O mesmo vale para a força de trabalho. Um setor trabalha para que a força de trabalho possa continuar funcionando. Certamente, o valor da vida humana transcende esse valor operacional para a exploração da força de trabalho. Mas é desse ponto de vista que a classe exploradora vê as coisas. Para a produção capitalista, a saúde faz parte da economia porque uma pandemia desativa essa operação. E assim, vemos o dilema em que a classe capitalista está hoje. Se os trabalhadores não vão trabalhar, eles não podem ser explorados. Se eles vão trabalhar e ficam infectados, não poderão continuar trabalhando. Se medidas rigorosas de prevenção e proteção forem tomadas, o custo da produção aumentará e a mais-valia diminuirá.

Um sistema de saúde público e universal é custeado a partir da mais-valia dispersada. Por sua vez, um sistema de saúde privado, é pago com salários e, por sua vez, gera mais-valia. Por isso se privatiza a saúde.

Mas não é universal e, portanto, não é uma ferramenta adequada para enfrentar a epidemia de uma doença altamente contagiosa. É nessas situações extremas, como também ocorreu com a guerra, que o capitalista se lembra de Keynes, que queria salvar o capitalismo apesar de alguns capitalistas. Mas agora, nem mesmo com Keynes haverá salvação .

Crítica a Renda Básica Universal
Uma medida paliativa é a proposta de Renda Básica Universal. No fundo, não vai resolver nada, mas pode funcionar parcialmente como um paliativo. Somos a favor, porque não desconhecemos o valor conjuntural que isso indubitavelmente significa para o trabalhador, mas acreditamos que é insuficiente e que, além disso, devemos aspirar uma cesta universal de bens e serviços, uma redistribuição não monetária.

Algo essencial nesse sentido é a luta por um verdadeiro serviço de saúde universal e gratuito, sob controle efetivo de trabalhadores e usuários. Saúde não é uma mercadoria, é um direito.

Naturalmente, a burguesia tenta tirar o máximo proveito da crise.

a) Concentração de capital, redução de salários e extração de mais-valia.
b) A centralização do capital, pequenas e médias empresas que não conseguem resistir e se fundir, é substituída por grandes.
c) Controle, vigilância, militarização. "Estamos todos juntos", mas nem todos governam.

No entanto, por mais difíceis que sejam as coisas e por pior que sejam as condições sob as quais a luta explorada ocorre, elas também são complicadas para os exploradores.

Um dos grandes problemas políticos destacados é a ineficácia da "esquerda" como a conhecemos. Você tem que aprender tudo de novo.

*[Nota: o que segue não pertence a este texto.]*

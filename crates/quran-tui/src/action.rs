use quran_core::types::{Ayah, Station, SurahDetail};

/// Stable identifiers for every focusable component.
#[derive(Debug, Clone, Copy, PartialEq, Eq, Hash)]
pub enum ComponentId {
    SurahList,
    VersePane,
    StationList,
    SearchPane,
    FavoritesPane,
    SettingsPane,
}

/// Top-level screens, selected with the number keys.
#[derive(Debug, Clone, Copy, PartialEq, Eq)]
pub enum Screen {
    Surahs,
    Radio,
    Search,
    Favorites,
    Settings,
}

impl Screen {
    pub fn title(&self) -> &'static str {
        match self {
            Screen::Surahs => "Surahs",
            Screen::Radio => "Radio",
            Screen::Search => "Search",
            Screen::Favorites => "Favorites",
            Screen::Settings => "Settings",
        }
    }
}

/// Actions flow from components back to the app after input handling.
/// The app applies each action, possibly producing follow-up work
/// (spawned fetches, player commands), and re-broadcasts it to all
/// components so they can react to changes they did not initiate.
#[derive(Debug, Clone)]
pub enum Action {
    // playback
    PlayVerse { surah: SurahDetail, ayah: Ayah },
    PlayStation(Station),
    TogglePause,
    ClosePlayer,
    VolumeDelta(f32),

    // navigation / data
    OpenSurah(u32),
    OpenSurahAt { surah: u32, ayah: u32 },
    RandomSurah,
    ToggleFavorite { surah_number: u32, surah_name: String, ayah_number: u32, text: String },
    ClearFavorites,
    SetReciter(String),
    FontSizeDelta(i16),
    SubmitSearch(String),
    FetchTafsir { source: u32, surah: u32, ayah: u32 },
    CopyToClipboard(String),

    // ui
    SwitchScreen(Screen),
    FocusNext,
    FocusPrev,
    FocusPane(ComponentId),
    OpenFilter,
    CloseFilter,
    ToggleHelp,
    Quit,
    Noop,
}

Sem força de trabalho, não há capital, porque o capital resulta da exploração do trabalho vivo, é o que mostra essa crise.

A exploração do trabalho vivo é possível desde que sejam cumpridas certas condições de "normalidade", que não são cumpridas agora. Mas essa situação não é o resultado de uma "catástrofe natural" ou de qualquer morcego exótico. Foi outro tipo de vampiro que trouxe a pandemia.

Em vez disso, pode haver trabalho sem capital. Sim! O Estado pode e deve enfrentar-se com uma pandemia. Vamos apontar o que precisa ser feita e o que isso significa. Vamos também elevar a agenda de direitos e a agenda democrática. Não fique apenas em casa, organize-se e também em casa. A "sobrevivência do mais apto" hoje é lutar por uma forma social que permita a sobrevivência da humanidade.